**Action item**
In the entries below, how many lines hold the string "RegionPayload"? Give only the number.

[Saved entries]
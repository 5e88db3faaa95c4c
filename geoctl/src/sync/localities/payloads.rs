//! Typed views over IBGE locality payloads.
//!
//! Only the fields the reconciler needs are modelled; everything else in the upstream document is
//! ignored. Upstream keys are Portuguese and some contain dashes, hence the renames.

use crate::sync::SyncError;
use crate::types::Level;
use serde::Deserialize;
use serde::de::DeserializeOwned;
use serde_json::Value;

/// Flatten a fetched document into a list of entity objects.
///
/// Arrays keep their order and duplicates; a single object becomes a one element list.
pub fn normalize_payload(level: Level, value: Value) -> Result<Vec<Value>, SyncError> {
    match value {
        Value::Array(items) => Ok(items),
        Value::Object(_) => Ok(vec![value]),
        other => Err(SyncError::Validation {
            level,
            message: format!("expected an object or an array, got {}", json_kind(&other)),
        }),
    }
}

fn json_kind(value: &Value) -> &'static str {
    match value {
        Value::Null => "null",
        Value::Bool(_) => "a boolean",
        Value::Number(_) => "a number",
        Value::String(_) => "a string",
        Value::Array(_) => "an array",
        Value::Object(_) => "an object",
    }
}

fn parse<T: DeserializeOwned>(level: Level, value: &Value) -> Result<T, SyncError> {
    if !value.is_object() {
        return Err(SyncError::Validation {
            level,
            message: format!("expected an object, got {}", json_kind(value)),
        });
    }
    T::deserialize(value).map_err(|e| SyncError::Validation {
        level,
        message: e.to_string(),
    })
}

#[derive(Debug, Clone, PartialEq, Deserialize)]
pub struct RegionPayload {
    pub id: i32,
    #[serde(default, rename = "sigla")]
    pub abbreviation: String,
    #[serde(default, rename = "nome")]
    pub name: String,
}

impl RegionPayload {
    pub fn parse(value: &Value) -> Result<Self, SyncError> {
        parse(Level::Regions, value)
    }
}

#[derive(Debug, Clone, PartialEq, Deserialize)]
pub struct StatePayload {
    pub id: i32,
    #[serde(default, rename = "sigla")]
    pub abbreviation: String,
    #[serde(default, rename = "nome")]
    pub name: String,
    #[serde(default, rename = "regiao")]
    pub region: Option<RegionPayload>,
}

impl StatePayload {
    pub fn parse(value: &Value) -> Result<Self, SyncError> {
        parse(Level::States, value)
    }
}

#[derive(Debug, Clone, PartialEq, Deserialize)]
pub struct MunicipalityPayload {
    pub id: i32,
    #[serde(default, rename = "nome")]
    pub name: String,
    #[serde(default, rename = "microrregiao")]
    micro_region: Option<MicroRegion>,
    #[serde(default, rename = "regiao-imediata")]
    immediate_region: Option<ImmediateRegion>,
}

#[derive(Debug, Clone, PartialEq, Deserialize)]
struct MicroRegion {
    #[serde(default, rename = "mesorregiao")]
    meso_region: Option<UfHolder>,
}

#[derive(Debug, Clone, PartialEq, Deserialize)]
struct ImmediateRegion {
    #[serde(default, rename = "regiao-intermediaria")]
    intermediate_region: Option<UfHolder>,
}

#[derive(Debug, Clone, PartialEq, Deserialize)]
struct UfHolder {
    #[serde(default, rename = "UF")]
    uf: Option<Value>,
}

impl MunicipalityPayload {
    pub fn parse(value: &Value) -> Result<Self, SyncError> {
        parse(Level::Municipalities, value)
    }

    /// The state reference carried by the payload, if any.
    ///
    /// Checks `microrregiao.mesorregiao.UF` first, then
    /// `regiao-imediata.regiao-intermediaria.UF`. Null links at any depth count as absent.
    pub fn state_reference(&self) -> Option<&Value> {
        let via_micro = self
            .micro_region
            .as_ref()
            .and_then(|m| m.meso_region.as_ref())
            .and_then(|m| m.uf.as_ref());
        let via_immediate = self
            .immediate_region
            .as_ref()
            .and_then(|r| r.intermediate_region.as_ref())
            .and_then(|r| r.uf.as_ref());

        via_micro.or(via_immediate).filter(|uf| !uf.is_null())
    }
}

**Answer section**
3